====== Records for this exercise ======

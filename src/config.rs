//! Desk configuration.

use anyhow::{Context, Result};
use serde::{Deserialize, Serialize};

const DEFAULT_API_URL: &str = "http://127.0.0.1:8080";

/// Configuration for the accounts collaborator and the refresh loop.
#[derive(Debug, Clone, Serialize, Deserialize)]
pub struct DeskConfig {
    /// Base URL of the accounts API
    pub api_url: String,

    /// HTTP request timeout in seconds
    pub request_timeout_secs: u64,

    /// Interval between hierarchy refreshes and snapshot polls (seconds)
    pub refresh_interval_secs: u64,

    /// Symbol reported as the chart's current instrument
    pub default_symbol: Option<String>,
}

impl Default for DeskConfig {
    fn default() -> Self {
        Self {
            api_url: DEFAULT_API_URL.to_string(),
            request_timeout_secs: 30,
            refresh_interval_secs: 5,
            default_symbol: None,
        }
    }
}

impl DeskConfig {
    /// Defaults overridden by environment variables:
    /// - COPYDESK_API_URL
    /// - COPYDESK_TIMEOUT_SECS
    /// - COPYDESK_REFRESH_SECS
    /// - COPYDESK_SYMBOL
    pub fn from_env() -> Result<Self> {
        let mut config = Self::default();

        if let Ok(url) = std::env::var("COPYDESK_API_URL") {
            config.api_url = url;
        }
        if let Ok(timeout) = std::env::var("COPYDESK_TIMEOUT_SECS") {
            config.request_timeout_secs = timeout
                .parse()
                .context("Invalid COPYDESK_TIMEOUT_SECS")?;
        }
        if let Ok(refresh) = std::env::var("COPYDESK_REFRESH_SECS") {
            config.refresh_interval_secs = refresh
                .parse()
                .context("Invalid COPYDESK_REFRESH_SECS")?;
        }
        if let Ok(symbol) = std::env::var("COPYDESK_SYMBOL") {
            if !symbol.trim().is_empty() {
                config.default_symbol = Some(symbol);
            }
        }

        config.validate()?;
        Ok(config)
    }

    pub fn validate(&self) -> Result<()> {
        if self.api_url.trim().is_empty() {
            anyhow::bail!("API URL must not be empty");
        }
        if self.request_timeout_secs == 0 {
            anyhow::bail!("Request timeout must be at least one second");
        }
        if self.refresh_interval_secs == 0 {
            anyhow::bail!("Refresh interval must be at least one second");
        }
        Ok(())
    }
}
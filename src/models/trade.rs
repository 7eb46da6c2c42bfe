//! Open position record pushed by the trade feed.

use chrono::{DateTime, Utc};
use rust_decimal::Decimal;
use serde::{Deserialize, Serialize};

/// Direction of a position or order.
#[derive(Debug, Clone, Copy, PartialEq, Eq, Serialize, Deserialize)]
#[serde(rename_all = "lowercase")]
pub enum TradeSide {
    #[serde(alias = "LONG", alias = "Long", alias = "buy", alias = "BUY", alias = "Buy")]
    Long,
    #[serde(alias = "SHORT", alias = "Short", alias = "sell", alias = "SELL", alias = "Sell")]
    Short,
}

impl TradeSide {
    /// Apply the side's sign to an unsigned quantity.
    pub fn signed(&self, quantity: Decimal) -> Decimal {
        match self {
            TradeSide::Long => quantity,
            TradeSide::Short => -quantity,
        }
    }
}

/// Open position on one instrument.
#[derive(Debug, Clone, PartialEq, Serialize, Deserialize)]
pub struct Trade {
    /// Ticket of the order that opened the position
    #[serde(alias = "ticket")]
    pub order_id: i64,

    /// Instrument symbol (e.g., "EURUSD")
    pub symbol: String,

    pub side: TradeSide,

    /// Unsigned position size in lots
    #[serde(alias = "volume", alias = "lots")]
    pub quantity: Decimal,

    /// Price at which the position was opened
    #[serde(alias = "open_price")]
    pub entry_price: Decimal,

    /// Floating profit/loss in account currency
    #[serde(default, alias = "pnl")]
    pub profit: Decimal,

    #[serde(default)]
    pub stop_loss: Option<Decimal>,

    #[serde(default)]
    pub take_profit: Option<Decimal>,

    #[serde(default)]
    pub swap: Decimal,

    #[serde(default)]
    pub commission: Decimal,

    #[serde(default)]
    pub open_time: Option<DateTime<Utc>>,
}

impl Trade {
    #[cfg(test)]
    pub fn new(
        order_id: i64,
        symbol: impl Into<String>,
        side: TradeSide,
        quantity: Decimal,
        entry_price: Decimal,
    ) -> Self {
        Self {
            order_id,
            symbol: symbol.into(),
            side,
            quantity,
            entry_price,
            profit: Decimal::ZERO,
            stop_loss: None,
            take_profit: None,
            swap: Decimal::ZERO,
            commission: Decimal::ZERO,
            open_time: None,
        }
    }

    /// Quantity signed by side: positive long, negative short.
    pub fn signed_quantity(&self) -> Decimal {
        self.side.signed(self.quantity)
    }
}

======

Instructions for the task: Return every line above where "Result" appears.

Answer space:
use anyhow::{Context, Result};
    pub fn from_env() -> Result<Self> {
    pub fn validate(&self) -> Result<()> {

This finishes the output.